Edda Armas (Caracas, 1955). Psicóloga Social graduada pela Universidade Central da Venezuela. Editora e gestora cultural. Poeta com 18 títulos publicados entre 1975 e 2024, os mais recentes: No ouvido médio (Hojas de Hierba Editorial, Sevilha, 2024), Talismãs para a fuga (Vaso Roto, Madrid, 2022) e Fruta fendida (Kálathos, Madrid, 2019). Em 2019, a Editorial Pre-Textos na Espanha publicou sua pesquisa antológica Nuvens. Poesia Hispano-Americana com 291 autores de 17 países. Sua obra recebeu: Prêmio Municipal de Poesia Prefeitura de Caracas, 1995, por Sabre; Prêmio XIV Bienal Internacional de Poesia J. A. Ramos Sucre, 2002, por De bicicleta; Ordem Alejo Zuloaga, conferido pela Universidade de Carabobo em 2013 por sua obra literária e contribuição ao país como gestora cultural; e o Prêmio de Honra por Obra Completa / Prêmio Literário Naji Naaman, 2014, concedido pela Maison Naaman pour la Culture no Líbano. Figura em antologias da Espanha, Itália, França, Colômbia, Equador, Peru, Honduras e República Dominicana. Participou de Encontros Poéticos na Europa e América. Presidiu o P.E.N. Venezuela. Dirige a Dcir Edições – Coleção de poesia venezuelana. Reside em Caracas.


VIAGEM

A montanha
devora
minha possibilidade
de raciocinar
com lógica
quando
ao meu lado
viaja
quem
cruza
seus braços
segurando
entre seus dedos
um cigarro
recém aceso
e a fumaça
chega
ao nariz congelado
pelo frio contato
com os vidros
embaçados do trem
enquanto
a paisagem muda
rapidamente
hóspedes nos tornamos
do abraço.


MUDANÇA

Mudarei minha casa. Lançarei
seus objetos ao espaço
na primeira nave
que decolar

não esquecerei a estrela Adara
nem a antologia francesa
do verso único, nem
as folhas secas de tabaco
companhias palpáveis
na hora da insônia

Mudarei minha casa.
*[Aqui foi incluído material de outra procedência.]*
use color_eyre::eyre::eyre;
use color_eyre::{Report, Result};
use std::collections::HashMap;
use std::hash::Hash;
use std::sync::{Arc, Mutex, MutexGuard, OnceLock, PoisonError, Weak};

/// How a cache entry keeps its value alive
#[derive(Debug, Clone, Copy, PartialEq, Eq)]
pub enum Retention {
    /// Entry lives while someone outside the cache holds the value
    Weak,
    /// Entry lives until purged
    Strong,
}

enum Cached<V> {
    Weak(Weak<V>),
    Strong(Arc<V>),
}

impl<V> Cached<V> {
    fn new(value: &Arc<V>, retention: Retention) -> Self {
        match retention {
            Retention::Weak => Self::Weak(Arc::downgrade(value)),
            Retention::Strong => Self::Strong(value.clone()),
        }
    }

    fn get(&self) -> Option<Arc<V>> {
        match self {
            Self::Weak(weak) => weak.upgrade(),
            Self::Strong(strong) => Some(strong.clone()),
        }
    }
}

type Entry<V> = Arc<OnceLock<std::result::Result<Cached<V>, String>>>;

/// Keyed compute-once cache. Concurrent requests for one key run the creator
/// exactly once; the others block on the entry until it is filled.
pub struct SingleFlightCache<K, V> {
    name: &'static str,
    retention: Retention,
    entries: Mutex<HashMap<K, Entry<V>>>,
}

impl<K: Hash + Eq + Clone, V> SingleFlightCache<K, V> {
    pub fn new(name: &'static str, retention: Retention) -> Self {
        Self {
            name,
            retention,
            entries: Mutex::new(HashMap::new()),
        }
    }

    fn lock(&self) -> MutexGuard<'_, HashMap<K, Entry<V>>> {
        self.entries.lock().unwrap_or_else(PoisonError::into_inner)
    }

    pub fn get_or_create(
        &self,
        key: &K,
        create: impl FnOnce() -> Result<Arc<V>>,
    ) -> Result<Arc<V>> {
        let mut create = Some(create);

        loop {
            let entry = self.lock().entry(key.clone()).or_default().clone();

            let mut created = None;
            let mut failure: Option<Report> = None;
            let state = entry.get_or_init(|| {
                let Some(create) = create.take() else {
                    return Err(format!("{} creator already consumed", self.name));
                };
                match create() {
                    Ok(value) => {
                        let cached = Cached::new(&value, self.retention);
                        created = Some(value);
                        Ok(cached)
                    }
                    Err(e) => {
                        let message = e.to_string();
                        failure = Some(e);
                        Err(message)
                    }
                }
            });

            if let Some(value) = created {
                log::debug!("{} cache miss, created new entry", self.name);
                return Ok(value);
            }

            match state {
                Ok(cached) => {
                    if let Some(value) = cached.get() {
                        return Ok(value);
                    }
                    // Expired, drop the dead entry and compile again
                    self.remove_entry(key, &entry);
                    if create.is_none() {
                        return Err(eyre!("{} entry expired while being created", self.name));
                    }
                }
                Err(message) => {
                    self.remove_entry(key, &entry);
                    return Err(failure.unwrap_or_else(|| {
                        eyre!("{} creation failed: {}", self.name, message)
                    }));
                }
            }
        }
    }

    fn remove_entry(&self, key: &K, entry: &Entry<V>) {
        let mut entries = self.lock();
        if entries.get(key).is_some_and(|current| Arc::ptr_eq(current, entry)) {
            entries.remove(key);
        }
    }

    pub fn get(&self, key: &K) -> Option<Arc<V>> {
        let entry = self.lock().get(key)?.clone();
        entry.get()?.as_ref().ok()?.get()
    }

    pub fn len(&self) -> usize {
        self.lock().len()
    }

    pub fn is_empty(&self) -> bool {
        self.len() == 0
    }

    /// Drops finished entries nobody outside the cache is using. Returns how many went.
    pub fn purge_unused(&self) -> usize {
        let mut entries = self.lock();
        let before = entries.len();
        entries.retain(|_, entry| match entry.get() {
            None => true,
            Some(Err(_)) => false,
            Some(Ok(Cached::Weak(weak))) => weak.strong_count() > 0,
            Some(Ok(Cached::Strong(strong))) => Arc::strong_count(strong) > 1,
        });
        before - entries.len()
    }
}

#[cfg(test)]
mod tests {
    use super::*;
    use std::sync::atomic::{AtomicUsize, Ordering};
    use std::sync::Barrier;
    use std::thread;
    use std::time::Duration;

    #[test]
    fn concurrent_requests_compile_once() {
        let cache = Arc::new(SingleFlightCache::<u64, String>::new("test", Retention::Weak));
        let compiles = Arc::new(AtomicUsize::new(0));
        let barrier = Arc::new(Barrier::new(8));

        let threads: Vec<_> = (0..8)
            .map(|_| {
                let cache = cache.clone();
                let compiles = compiles.clone();
                let barrier = barrier.clone();
                thread::spawn(move || {
                    barrier.wait();
                    cache
                        .get_or_create(&42, || {
                            compiles.fetch_add(1, Ordering::SeqCst);
                            thread::sleep(Duration::from_millis(20));
                            Ok(Arc::new("compiled".to_string()))
                        })
                        .unwrap()
                })
            })
            .collect();

        let results: Vec<Arc<String>> = threads.into_iter().map(|t| t.join().unwrap()).collect();
        assert_eq!(compiles.load(Ordering::SeqCst), 1);
        assert!(results.iter().all(|r| Arc::ptr_eq(r, &results[0])));
    }

    #[test]
    fn weak_entries_expire_with_their_last_user() {
        let cache = SingleFlightCache::<&str, u32>::new("test", Retention::Weak);
        let first = cache.get_or_create(&"a", || Ok(Arc::new(1))).unwrap();
        assert_eq!(cache.get(&"a").as_deref(), Some(&1));
        drop(first);
        assert!(cache.get(&"a").is_none());

        let second = cache.get_or_create(&"a", || Ok(Arc::new(2))).unwrap();
        assert_eq!(*second, 2);
    }

    #[test]
    fn failures_are_not_cached() {
        let cache = SingleFlightCache::<&str, u32>::new("test", Retention::Strong);
        assert!(cache.get_or_create(&"bad", || Err(eyre!("missing"))).is_err());
        assert!(cache.is_empty());
        assert_eq!(*cache.get_or_create(&"bad", || Ok(Arc::new(7))).unwrap(), 7);
    }

    #[test]
    fn purge_drops_strong_entries_only_the_cache_holds() {
        let cache = SingleFlightCache::<&str, u32>::new("test", Retention::Strong);
        let kept = cache.get_or_create(&"kept", || Ok(Arc::new(1))).unwrap();
        drop(cache.get_or_create(&"dropped", || Ok(Arc::new(2))).unwrap());

        assert_eq!(cache.purge_unused(), 1);
        assert_eq!(cache.len(), 1);
        assert!(Arc::ptr_eq(&kept, &cache.get(&"kept").unwrap()));
    }
}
Deixarei
uma asa quebrada
amarrada no tronco
mutilado da única árvore
que encontrei de pé
na cidade que agora
abandono.


CÍRCULO ANTIGO

Pode uma cidade
onde apenas uma noite
você dormiu
tornar-se sua sombra
seguir-te por todos os lugares
deitar contigo
entre lençóis
de linho branco
se tem a mesma cor
de olhos que você
sua mesma sede
a pergunta insatisfeita
e o amor correspondido
para que em seu labirinto
você faça um ninho
passando por suas ruas curtas
de bicicleta alguma vez
seguindo uma rota
de nomes célebres
a ritmo próprio, desafiador
quando você está de passagem
até a taberna
sendo essa cidade o quarto
daquele que você crê ser o último amor
em sua própria língua.


SAPATO

quem tira o sapato não é o mesmo
que de manhã os colocou nos pés

a tensa nitidez da vida soma os fragmentos
avisos indeléveis deixados para o outro

vem quem disse vir, mas vazio você fica
se não traz aquele sopro que ansiavas

quem mitiga a tarde com a luz que lentamente
se despede ao virar o rosto como o girassol

ninguém foi sincero na hora minúscula do chá
orficamente ansiavas que alguém o fosse

darás palavras à vida que já passa diante de ti
e fumo se farão as coisas que também passarão.


TEMPO DE ESPERA

O que importa é o instante.
Bebe

Assim como a onda, a cesta vem repleta de vogais e
consoantes. Peixes azuis, urtigas de silêncios, objetos sobrantes,
sóis descarrilados. Voltas e voltas, cestas penduradas sobre
a espinha do contorcionista viajante. Pespontos. A página pura e
simples, como o sal. O cinzento interrogado, novamente. O tempo
de espera é renomear. Polir a superfície do gelo com
a chama ardente transformadora do dócil. Não abrigue a solidão,
seja orla no território arenoso do inenarrável. Grão a grão.
A carícia andante, imaginativa, subversiva. Girassóis abertos.
Isso busco quando viajo. Somar instantes ao caminhar a penumbra
na palavra que emerge, para que sua alma vista sua sombra.
Lábios sobre lábios. Caminhando pela cidade que desconheço
caço cenas de rua. Insetos. Pegadas nas vitrinas. O bafo
da respiração no banco do parque ao arrancar a pele ao evocado.
Esplendor pungente. Chicote, o desejo. Peixes saltando. Galope
nas costas de um cavalo. O gato se enrosca dentro do sapato ao
contar os minutos ao final da viagem. De volta costumo ir
mais calada, mediando entre pegadas, após ter se esgotado
o tempo de espera.

[Notas para um poema no trajeto entre Caracas e Sevilla,
Ouvindo canções de Bebe. Versão inédita]


APAGAR TUDO

Apagar tudo com a mesma paciência
com que se fez a trama. Peles.
Cada nó faz a urdidura. Andando
você o encontra. Pode ter certo parecido
com o sonhado. Borra de café no fundo da
xícara. Grito de amor nunca esquecido.
Rosa de origami. Fenda pela qual passa
a mão ao retribuir ao menos a moeda
na estação abrasadora dos adeuses.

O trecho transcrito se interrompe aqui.